Problem description »
Lines in the listing below containing the string "derive" are to be identified and copied.

Data for this exercise »
+ + + + + + +
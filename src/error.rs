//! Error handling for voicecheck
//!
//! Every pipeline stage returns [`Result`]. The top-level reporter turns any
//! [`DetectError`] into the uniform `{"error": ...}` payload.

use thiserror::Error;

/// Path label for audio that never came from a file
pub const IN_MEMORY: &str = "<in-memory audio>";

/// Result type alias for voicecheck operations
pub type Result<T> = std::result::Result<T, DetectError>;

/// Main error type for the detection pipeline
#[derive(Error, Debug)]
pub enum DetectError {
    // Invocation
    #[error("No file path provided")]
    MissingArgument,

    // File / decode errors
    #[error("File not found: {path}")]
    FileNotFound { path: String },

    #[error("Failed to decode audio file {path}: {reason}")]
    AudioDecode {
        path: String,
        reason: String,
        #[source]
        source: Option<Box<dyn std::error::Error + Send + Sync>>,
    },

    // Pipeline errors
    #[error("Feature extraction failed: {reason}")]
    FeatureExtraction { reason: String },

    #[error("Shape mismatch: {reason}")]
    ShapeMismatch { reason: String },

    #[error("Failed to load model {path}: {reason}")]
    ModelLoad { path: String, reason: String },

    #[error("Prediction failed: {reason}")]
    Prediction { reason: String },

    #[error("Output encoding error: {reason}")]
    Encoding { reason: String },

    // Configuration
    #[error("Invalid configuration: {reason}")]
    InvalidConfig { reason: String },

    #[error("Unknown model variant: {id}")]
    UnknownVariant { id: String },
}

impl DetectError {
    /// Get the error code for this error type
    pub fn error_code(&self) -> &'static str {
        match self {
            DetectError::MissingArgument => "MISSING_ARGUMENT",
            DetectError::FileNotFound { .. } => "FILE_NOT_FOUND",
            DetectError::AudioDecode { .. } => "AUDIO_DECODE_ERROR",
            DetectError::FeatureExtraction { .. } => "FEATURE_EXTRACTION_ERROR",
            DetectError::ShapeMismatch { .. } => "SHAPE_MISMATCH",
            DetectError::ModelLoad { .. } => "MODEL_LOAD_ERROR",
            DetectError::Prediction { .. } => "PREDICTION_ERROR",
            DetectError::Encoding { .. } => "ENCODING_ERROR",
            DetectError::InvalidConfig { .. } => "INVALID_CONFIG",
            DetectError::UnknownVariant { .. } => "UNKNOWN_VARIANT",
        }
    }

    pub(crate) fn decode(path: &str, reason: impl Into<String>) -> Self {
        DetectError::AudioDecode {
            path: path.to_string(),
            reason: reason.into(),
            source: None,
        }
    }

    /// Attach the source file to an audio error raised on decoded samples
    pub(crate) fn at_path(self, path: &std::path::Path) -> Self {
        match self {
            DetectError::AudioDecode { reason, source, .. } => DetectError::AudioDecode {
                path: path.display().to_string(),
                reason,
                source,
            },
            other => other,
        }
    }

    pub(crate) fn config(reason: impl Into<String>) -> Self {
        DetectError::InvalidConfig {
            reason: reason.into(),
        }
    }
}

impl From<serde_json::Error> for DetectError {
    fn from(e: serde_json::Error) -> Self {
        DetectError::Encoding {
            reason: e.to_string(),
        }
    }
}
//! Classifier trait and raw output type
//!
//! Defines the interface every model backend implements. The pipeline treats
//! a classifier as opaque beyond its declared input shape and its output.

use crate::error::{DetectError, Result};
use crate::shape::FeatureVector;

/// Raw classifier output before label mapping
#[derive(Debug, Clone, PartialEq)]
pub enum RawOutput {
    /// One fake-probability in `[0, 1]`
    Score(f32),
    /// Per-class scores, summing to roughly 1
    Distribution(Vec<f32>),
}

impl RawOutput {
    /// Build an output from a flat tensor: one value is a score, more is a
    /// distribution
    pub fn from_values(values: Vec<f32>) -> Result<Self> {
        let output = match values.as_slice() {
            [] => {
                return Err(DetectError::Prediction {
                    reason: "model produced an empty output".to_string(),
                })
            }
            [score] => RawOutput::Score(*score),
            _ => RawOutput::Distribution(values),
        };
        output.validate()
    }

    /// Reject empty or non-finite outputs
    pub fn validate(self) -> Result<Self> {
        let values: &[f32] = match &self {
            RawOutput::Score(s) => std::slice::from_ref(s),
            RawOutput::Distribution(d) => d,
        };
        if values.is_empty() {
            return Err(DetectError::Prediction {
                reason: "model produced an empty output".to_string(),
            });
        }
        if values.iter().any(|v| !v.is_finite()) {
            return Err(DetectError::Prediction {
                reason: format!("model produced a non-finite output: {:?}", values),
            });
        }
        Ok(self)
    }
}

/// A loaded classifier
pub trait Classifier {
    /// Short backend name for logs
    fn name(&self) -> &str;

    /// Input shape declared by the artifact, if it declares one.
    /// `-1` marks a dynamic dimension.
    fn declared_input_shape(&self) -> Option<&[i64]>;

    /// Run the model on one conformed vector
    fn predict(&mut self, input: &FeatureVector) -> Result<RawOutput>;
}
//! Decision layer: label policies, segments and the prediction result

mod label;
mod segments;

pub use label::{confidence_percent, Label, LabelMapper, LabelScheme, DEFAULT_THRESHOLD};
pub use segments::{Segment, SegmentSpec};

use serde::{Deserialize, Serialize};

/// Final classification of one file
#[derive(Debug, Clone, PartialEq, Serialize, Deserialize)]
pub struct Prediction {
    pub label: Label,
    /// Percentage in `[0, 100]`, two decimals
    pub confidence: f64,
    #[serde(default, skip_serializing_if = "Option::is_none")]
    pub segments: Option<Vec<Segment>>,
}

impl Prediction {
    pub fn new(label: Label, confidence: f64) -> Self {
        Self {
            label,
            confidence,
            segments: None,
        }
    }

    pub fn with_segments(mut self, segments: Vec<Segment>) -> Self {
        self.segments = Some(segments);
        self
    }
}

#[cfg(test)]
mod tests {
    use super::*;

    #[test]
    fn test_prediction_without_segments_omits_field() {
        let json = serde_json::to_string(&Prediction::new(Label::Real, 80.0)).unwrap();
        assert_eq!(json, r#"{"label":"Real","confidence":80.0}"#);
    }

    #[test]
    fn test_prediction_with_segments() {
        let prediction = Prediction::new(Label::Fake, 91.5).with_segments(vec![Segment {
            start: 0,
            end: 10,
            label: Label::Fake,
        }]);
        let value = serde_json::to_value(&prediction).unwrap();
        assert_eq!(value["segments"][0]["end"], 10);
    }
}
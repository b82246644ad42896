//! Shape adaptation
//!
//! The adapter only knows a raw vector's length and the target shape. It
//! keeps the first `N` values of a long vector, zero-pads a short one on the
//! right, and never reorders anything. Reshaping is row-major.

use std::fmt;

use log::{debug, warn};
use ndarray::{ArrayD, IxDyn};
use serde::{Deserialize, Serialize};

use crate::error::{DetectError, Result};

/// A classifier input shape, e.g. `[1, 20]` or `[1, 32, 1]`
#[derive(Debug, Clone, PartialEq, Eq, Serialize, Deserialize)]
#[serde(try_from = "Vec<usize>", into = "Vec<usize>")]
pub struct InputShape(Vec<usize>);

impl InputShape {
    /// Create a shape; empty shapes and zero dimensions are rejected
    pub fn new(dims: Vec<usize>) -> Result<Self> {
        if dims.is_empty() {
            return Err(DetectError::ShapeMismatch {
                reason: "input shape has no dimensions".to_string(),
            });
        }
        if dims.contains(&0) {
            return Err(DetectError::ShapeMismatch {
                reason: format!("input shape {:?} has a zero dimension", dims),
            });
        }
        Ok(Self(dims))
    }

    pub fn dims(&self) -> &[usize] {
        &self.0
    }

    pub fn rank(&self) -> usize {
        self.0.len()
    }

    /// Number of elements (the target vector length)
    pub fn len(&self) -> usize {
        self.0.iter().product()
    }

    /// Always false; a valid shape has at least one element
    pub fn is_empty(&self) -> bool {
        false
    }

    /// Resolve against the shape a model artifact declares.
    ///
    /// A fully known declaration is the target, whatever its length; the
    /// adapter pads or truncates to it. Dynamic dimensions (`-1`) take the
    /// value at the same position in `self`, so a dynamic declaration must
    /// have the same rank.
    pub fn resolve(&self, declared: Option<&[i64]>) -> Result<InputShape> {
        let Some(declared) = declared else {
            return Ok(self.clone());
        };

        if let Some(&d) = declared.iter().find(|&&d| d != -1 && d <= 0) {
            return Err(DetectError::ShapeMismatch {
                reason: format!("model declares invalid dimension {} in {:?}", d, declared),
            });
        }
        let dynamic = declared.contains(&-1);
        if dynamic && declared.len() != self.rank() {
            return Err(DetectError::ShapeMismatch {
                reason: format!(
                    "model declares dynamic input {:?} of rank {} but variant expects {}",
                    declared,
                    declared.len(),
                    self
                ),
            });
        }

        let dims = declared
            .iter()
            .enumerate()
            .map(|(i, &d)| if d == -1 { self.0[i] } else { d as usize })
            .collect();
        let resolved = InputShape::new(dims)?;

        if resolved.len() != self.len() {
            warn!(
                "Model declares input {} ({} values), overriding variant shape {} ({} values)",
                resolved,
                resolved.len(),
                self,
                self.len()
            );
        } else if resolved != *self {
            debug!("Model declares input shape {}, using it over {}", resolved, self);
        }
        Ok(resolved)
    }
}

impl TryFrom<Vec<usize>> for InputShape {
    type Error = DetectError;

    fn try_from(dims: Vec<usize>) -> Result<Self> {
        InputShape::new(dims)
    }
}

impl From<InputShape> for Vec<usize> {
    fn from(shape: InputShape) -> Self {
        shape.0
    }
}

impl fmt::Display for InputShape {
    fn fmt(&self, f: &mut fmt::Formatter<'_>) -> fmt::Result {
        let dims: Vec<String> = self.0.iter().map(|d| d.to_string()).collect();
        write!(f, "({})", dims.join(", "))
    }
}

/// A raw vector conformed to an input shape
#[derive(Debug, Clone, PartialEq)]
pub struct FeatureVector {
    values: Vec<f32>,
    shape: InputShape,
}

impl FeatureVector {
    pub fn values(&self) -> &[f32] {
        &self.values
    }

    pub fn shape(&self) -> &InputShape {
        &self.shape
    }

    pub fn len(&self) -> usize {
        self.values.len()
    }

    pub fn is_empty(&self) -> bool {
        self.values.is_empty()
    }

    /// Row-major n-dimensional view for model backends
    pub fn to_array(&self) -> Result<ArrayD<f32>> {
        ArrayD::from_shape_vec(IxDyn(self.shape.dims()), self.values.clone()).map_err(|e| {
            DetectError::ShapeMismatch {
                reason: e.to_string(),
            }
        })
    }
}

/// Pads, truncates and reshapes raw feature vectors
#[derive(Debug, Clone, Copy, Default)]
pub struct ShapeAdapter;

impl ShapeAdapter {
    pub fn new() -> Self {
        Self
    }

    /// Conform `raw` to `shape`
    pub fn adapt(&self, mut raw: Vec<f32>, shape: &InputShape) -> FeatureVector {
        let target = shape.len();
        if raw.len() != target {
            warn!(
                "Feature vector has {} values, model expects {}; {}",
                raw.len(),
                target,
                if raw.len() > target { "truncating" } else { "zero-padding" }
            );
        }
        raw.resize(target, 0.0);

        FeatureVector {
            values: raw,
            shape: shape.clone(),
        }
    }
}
+ + + + + + +
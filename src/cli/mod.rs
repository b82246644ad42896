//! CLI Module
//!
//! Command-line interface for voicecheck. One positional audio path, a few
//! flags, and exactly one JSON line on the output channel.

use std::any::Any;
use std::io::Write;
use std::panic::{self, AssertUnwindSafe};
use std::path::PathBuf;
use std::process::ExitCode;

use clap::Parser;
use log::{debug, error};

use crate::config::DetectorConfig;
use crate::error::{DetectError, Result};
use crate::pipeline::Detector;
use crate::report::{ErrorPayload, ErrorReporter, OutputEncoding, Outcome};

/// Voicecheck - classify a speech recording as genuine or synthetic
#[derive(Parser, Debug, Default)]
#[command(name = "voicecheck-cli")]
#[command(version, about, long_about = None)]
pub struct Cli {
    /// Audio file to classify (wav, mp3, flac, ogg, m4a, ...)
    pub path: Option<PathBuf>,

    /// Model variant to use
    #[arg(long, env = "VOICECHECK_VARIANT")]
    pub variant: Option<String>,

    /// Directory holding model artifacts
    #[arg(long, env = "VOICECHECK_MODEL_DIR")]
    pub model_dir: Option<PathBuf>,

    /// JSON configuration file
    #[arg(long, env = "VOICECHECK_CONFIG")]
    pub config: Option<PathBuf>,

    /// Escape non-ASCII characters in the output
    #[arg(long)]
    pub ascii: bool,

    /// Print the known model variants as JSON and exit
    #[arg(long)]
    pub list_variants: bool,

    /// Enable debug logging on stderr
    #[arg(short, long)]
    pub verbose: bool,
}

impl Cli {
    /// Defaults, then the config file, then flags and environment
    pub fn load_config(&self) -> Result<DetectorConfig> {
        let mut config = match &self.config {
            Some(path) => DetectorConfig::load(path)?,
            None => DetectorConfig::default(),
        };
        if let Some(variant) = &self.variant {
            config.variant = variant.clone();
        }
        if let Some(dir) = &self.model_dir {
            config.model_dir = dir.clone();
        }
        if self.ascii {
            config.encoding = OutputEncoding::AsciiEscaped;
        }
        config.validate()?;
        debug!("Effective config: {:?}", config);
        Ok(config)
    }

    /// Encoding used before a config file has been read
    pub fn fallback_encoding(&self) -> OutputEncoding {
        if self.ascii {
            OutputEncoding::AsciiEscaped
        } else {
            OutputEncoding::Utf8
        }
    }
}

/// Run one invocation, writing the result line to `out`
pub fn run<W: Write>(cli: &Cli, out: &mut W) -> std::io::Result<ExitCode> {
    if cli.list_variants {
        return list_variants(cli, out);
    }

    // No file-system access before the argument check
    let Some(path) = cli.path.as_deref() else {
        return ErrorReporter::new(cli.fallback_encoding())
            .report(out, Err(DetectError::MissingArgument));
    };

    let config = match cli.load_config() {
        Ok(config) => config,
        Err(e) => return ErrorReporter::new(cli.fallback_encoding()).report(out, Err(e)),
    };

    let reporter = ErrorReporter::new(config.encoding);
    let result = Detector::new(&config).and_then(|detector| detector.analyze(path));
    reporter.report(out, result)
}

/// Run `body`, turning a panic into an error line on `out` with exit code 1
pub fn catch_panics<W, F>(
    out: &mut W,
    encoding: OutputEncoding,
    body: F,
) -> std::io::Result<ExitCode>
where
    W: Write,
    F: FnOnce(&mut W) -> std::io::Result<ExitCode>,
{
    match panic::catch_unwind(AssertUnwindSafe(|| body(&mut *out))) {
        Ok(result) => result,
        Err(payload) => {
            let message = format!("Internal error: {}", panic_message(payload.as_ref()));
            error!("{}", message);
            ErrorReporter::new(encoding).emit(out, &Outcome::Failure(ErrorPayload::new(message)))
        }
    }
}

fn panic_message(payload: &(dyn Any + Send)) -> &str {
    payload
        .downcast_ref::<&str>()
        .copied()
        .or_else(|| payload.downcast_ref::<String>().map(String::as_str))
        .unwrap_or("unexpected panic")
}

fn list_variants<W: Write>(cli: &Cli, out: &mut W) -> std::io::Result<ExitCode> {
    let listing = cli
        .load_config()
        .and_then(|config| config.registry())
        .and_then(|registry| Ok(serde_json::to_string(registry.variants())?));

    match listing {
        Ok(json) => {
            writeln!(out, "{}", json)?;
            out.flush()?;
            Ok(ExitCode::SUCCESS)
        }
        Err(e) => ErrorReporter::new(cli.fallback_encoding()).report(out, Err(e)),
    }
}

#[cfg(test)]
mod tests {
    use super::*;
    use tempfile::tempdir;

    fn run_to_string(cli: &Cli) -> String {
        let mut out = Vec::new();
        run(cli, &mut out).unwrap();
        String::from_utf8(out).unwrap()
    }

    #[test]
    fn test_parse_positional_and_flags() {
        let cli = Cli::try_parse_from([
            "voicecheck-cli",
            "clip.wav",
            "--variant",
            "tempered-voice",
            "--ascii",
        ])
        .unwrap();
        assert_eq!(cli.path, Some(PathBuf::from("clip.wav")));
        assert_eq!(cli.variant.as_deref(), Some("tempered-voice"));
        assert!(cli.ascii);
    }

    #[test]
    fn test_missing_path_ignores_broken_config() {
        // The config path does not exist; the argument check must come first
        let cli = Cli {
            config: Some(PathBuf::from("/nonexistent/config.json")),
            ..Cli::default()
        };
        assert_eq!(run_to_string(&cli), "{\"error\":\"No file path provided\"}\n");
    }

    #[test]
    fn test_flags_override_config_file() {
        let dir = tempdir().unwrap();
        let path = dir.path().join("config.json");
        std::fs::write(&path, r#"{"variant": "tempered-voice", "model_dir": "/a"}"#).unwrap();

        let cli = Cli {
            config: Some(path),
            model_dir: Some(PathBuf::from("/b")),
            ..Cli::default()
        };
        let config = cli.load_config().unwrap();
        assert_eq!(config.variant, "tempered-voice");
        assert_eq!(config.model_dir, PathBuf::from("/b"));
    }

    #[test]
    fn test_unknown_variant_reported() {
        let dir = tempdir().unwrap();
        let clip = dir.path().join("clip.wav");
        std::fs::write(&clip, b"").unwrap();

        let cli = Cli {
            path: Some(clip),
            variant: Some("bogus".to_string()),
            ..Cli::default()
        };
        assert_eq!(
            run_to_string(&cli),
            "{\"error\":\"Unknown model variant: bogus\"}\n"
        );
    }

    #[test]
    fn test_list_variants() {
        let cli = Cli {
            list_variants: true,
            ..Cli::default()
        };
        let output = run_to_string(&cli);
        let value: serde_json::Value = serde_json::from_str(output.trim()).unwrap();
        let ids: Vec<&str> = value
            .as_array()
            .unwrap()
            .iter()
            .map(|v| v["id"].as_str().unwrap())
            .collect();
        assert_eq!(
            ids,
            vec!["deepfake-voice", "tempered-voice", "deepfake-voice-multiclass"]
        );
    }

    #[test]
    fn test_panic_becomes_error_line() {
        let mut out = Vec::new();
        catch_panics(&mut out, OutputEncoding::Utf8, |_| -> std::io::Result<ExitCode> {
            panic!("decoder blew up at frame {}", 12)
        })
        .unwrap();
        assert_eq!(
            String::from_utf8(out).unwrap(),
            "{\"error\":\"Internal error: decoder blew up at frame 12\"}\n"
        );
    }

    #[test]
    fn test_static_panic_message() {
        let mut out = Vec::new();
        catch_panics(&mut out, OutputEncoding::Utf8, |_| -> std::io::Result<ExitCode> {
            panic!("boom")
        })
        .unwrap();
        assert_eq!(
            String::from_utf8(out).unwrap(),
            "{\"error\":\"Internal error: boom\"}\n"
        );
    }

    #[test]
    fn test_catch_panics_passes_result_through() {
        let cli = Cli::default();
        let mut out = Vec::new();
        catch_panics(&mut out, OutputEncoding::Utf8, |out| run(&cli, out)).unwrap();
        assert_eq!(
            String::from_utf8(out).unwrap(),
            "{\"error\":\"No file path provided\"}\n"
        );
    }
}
+ + + + + + +
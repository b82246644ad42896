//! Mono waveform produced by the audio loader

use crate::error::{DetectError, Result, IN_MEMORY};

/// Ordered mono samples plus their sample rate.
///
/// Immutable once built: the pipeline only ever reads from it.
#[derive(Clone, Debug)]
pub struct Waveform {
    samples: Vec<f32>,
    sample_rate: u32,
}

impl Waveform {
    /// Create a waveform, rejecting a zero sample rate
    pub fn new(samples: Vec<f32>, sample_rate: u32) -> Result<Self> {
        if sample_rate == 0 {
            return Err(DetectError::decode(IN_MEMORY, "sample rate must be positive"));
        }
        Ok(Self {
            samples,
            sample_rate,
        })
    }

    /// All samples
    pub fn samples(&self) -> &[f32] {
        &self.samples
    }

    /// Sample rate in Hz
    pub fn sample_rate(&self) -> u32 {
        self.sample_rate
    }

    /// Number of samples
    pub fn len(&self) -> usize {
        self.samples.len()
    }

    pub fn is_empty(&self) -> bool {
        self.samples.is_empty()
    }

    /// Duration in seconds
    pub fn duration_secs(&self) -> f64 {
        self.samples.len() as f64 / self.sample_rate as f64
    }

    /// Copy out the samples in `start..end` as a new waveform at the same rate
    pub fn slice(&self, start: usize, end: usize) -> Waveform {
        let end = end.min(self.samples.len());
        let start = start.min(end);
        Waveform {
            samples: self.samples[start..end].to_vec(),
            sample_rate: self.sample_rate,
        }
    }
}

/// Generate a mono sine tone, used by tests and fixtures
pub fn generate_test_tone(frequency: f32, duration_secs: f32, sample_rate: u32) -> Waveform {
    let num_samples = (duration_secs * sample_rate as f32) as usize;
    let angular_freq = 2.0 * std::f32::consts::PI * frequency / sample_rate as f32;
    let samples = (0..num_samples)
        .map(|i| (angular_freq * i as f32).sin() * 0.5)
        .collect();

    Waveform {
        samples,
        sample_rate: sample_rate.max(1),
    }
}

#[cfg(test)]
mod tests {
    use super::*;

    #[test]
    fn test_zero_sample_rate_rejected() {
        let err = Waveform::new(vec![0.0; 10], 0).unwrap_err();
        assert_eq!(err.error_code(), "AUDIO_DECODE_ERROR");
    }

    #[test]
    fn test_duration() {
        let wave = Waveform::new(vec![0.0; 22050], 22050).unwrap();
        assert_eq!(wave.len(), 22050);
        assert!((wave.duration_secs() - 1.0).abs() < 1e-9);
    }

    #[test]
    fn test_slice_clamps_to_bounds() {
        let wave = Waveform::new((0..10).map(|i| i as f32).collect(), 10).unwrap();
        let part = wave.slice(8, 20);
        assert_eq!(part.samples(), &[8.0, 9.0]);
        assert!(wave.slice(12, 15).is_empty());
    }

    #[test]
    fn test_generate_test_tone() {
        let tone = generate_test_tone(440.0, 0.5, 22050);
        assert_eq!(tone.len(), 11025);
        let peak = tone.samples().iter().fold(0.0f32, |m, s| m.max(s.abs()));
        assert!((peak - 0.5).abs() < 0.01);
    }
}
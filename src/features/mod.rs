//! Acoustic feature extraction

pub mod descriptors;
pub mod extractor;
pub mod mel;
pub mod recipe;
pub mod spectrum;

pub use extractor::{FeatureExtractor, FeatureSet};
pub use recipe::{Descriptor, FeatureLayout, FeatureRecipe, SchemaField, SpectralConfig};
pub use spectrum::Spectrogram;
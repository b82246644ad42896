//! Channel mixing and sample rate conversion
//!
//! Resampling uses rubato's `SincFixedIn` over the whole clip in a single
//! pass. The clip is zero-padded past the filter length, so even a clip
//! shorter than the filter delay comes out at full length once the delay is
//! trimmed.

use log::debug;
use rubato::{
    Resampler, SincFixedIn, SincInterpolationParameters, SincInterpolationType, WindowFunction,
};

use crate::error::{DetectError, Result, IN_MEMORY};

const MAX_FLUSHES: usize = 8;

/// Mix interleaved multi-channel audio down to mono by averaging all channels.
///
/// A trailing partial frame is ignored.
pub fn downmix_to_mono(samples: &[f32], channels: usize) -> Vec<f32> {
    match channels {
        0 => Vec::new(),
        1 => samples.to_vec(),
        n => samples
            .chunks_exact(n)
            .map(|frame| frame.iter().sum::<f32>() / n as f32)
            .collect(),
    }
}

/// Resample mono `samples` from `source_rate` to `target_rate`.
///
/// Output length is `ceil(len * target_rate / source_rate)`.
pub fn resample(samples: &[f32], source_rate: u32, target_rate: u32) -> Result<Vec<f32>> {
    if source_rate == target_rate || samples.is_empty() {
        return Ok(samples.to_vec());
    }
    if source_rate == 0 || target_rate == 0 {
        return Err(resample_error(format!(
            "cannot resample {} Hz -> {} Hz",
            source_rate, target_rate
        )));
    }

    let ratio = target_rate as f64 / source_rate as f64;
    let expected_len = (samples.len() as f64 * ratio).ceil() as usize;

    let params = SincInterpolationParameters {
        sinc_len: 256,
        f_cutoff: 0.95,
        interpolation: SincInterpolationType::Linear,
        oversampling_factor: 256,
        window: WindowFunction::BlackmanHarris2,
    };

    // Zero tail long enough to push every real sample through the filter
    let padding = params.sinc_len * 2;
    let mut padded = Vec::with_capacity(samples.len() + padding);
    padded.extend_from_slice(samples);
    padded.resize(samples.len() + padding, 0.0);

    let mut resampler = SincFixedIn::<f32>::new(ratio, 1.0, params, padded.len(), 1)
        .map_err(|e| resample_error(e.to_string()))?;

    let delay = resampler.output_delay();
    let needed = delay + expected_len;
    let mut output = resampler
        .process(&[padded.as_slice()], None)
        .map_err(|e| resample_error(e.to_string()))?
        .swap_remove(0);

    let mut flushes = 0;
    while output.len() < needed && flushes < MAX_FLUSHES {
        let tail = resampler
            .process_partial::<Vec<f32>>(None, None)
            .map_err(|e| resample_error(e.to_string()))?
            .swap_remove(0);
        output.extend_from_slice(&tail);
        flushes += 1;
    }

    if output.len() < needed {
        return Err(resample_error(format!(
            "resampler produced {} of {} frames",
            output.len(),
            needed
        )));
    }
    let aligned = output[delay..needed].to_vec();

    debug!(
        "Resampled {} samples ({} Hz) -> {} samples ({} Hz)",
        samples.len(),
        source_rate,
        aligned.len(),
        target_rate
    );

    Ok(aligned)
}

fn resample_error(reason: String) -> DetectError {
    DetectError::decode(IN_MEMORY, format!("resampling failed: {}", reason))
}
+ + + + + + +
Result of the task »
#[derive(Error, Debug)]
#[derive(Debug, Clone, PartialEq)]
#[derive(Debug, Clone, PartialEq, Serialize, Deserialize)]
#[derive(Debug, Clone, PartialEq, Eq, Serialize, Deserialize)]
#[derive(Debug, Clone, PartialEq)]
#[derive(Debug, Clone, Copy, Default)]
#[derive(Parser, Debug, Default)]
#[derive(Clone, Debug)]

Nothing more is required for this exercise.